How To Differentiate, Execute And Win Against Your Competition

How To Differentiate for Core Customers
IT solution providers need to offer products and services that "Wow" their core customers – those 20 percent of clients that provide 80 percent of revenue. Consider making changes for your core customers only. As an example, Thean cited Southwest Airlines. Southwest has a unique model. It offers low fares that attract core customers -- people who might otherwise ride the bus.

The catch is that in order to obtain a preferred seat, passengers must arrive early and wait on a line, just as they would at a bus depot. Potential customers who are chronically late and have hard and fast seating requirements would have their complaints about Southwest's procedures fall pretty much on deaf ears -- those people do not make up this airline's core customer base.

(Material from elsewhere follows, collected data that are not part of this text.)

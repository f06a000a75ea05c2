//! rustyline helper: slash-command completion, hints and highlighting.

use std::borrow::Cow::{self, Borrowed, Owned};

use colored::Colorize;
use rustyline::completion::{Completer, Pair};
use rustyline::highlight::Highlighter;
use rustyline::hint::Hinter;
use rustyline::validate::Validator;
use rustyline::{Context, Helper};

use crate::commands::COMMANDS;

#[derive(Clone, Default)]
pub struct CliHelper;

impl CliHelper {
    fn matching(prefix: &str) -> impl Iterator<Item = &'static str> + '_ {
        COMMANDS
            .iter()
            .copied()
            .filter(move |command| command.starts_with(prefix))
    }
}

impl Helper for CliHelper {}

impl Completer for CliHelper {
    type Candidate = Pair;

    fn complete(
        &self,
        line: &str,
        pos: usize,
        _ctx: &Context<'_>,
    ) -> rustyline::Result<(usize, Vec<Pair>)> {
        let line = &line[..pos];
        if !line.starts_with('/') || line.contains(' ') {
            return Ok((0, vec![]));
        }

        let candidates = Self::matching(line)
            .map(|command| Pair {
                display: command.to_string(),
                replacement: format!("{command} "),
            })
            .collect();
        Ok((0, candidates))
    }
}

impl Highlighter for CliHelper {
    fn highlight<'l>(&self, line: &'l str, _pos: usize) -> Cow<'l, str> {
        if line.starts_with('/') {
            Owned(line.bright_cyan().to_string())
        } else {
            Borrowed(line)
        }
    }

    fn highlight_hint<'h>(&self, hint: &'h str) -> Cow<'h, str> {
        Owned(hint.bright_black().to_string())
    }

    fn highlight_char(&self, _line: &str, _pos: usize, _forced: bool) -> bool {
        true
    }
}

impl Hinter for CliHelper {
    type Hint = String;

    fn hint(&self, line: &str, pos: usize, _ctx: &Context<'_>) -> Option<String> {
        let line = &line[..pos];
        if !line.starts_with('/') || line.contains(' ') {
            return None;
        }
        Self::matching(line)
            .find(|command| command.len() > line.len())
            .map(|command| command[line.len()..].to_string())
    }
}

impl Validator for CliHelper {}
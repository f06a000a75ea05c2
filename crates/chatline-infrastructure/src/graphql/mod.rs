//! GraphQL transport for the assistant backend.
//!
//! # Module Structure
//!
//! - `client`: `GraphqlChatApi`, the reqwest-based implementation of the core API traits
//! - `dto`: request variables and response shapes
//! - `queries`: the GraphQL documents

mod client;
mod dto;
mod queries;

pub use client::GraphqlChatApi;
pub use dto::ConversationRecord;
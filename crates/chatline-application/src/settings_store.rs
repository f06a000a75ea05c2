//! Settings store.

use chatline_core::error::Result;
use chatline_core::settings::{Settings, SettingsPatch};
use chatline_core::state::StateRepository;
use std::sync::Arc;
use tokio::sync::{Mutex, watch};

/// Persisted user preferences with a single writer.
///
/// Readers get the current value synchronously; `update` serializes writers
/// and persists before publishing.
pub struct SettingsStore {
    state_repository: Arc<dyn StateRepository>,
    tx: watch::Sender<Settings>,
    write_lock: Mutex<()>,
}

impl SettingsStore {
    pub fn new(state_repository: Arc<dyn StateRepository>) -> Self {
        let (tx, _rx) = watch::channel(Settings::default());
        Self {
            state_repository,
            tx,
            write_lock: Mutex::new(()),
        }
    }

    /// Loads the persisted settings.
    pub async fn load(&self) -> Settings {
        let settings = self.state_repository.get_settings().await;
        self.tx.send_replace(settings.clone());
        settings
    }

    pub fn get(&self) -> Settings {
        self.tx.borrow().clone()
    }

    pub fn subscribe(&self) -> watch::Receiver<Settings> {
        self.tx.subscribe()
    }

    /// Applies `patch` and persists the result.
    ///
    /// Nothing is published if persisting fails.
    pub async fn update(&self, patch: SettingsPatch) -> Result<Settings> {
        let _writer = self.write_lock.lock().await;
        if patch.is_empty() {
            return Ok(self.get());
        }
        let next = self.get().patched(&patch);
        self.state_repository.set_settings(next.clone()).await?;
        self.tx.send_replace(next.clone());
        tracing::debug!("[SettingsStore] Updated settings: {:?}", next);
        Ok(next)
    }
}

Identifying who exactly the core is, is crucial. "The core customer is a person, not a category," said Thean. Once the core is identified, focus on that group's needs, not wants. Needs are must haves; in a recession, a customer will pay for needs, not wants. It's similar to the difference between wanting vitamins but needing medicine, Thean explained. That's where brand promise comes in.

"At the tip of the iceberg is brand promise," he said, which includes marketing and sales. "Below the water line are activities and measuring. Brand promise is what everyone sees, but if you do a bad job fulfilling on your brand promise, you can lose your core customer. You don't want your brand promise to become just a tagline. Taglines don't differentiate you."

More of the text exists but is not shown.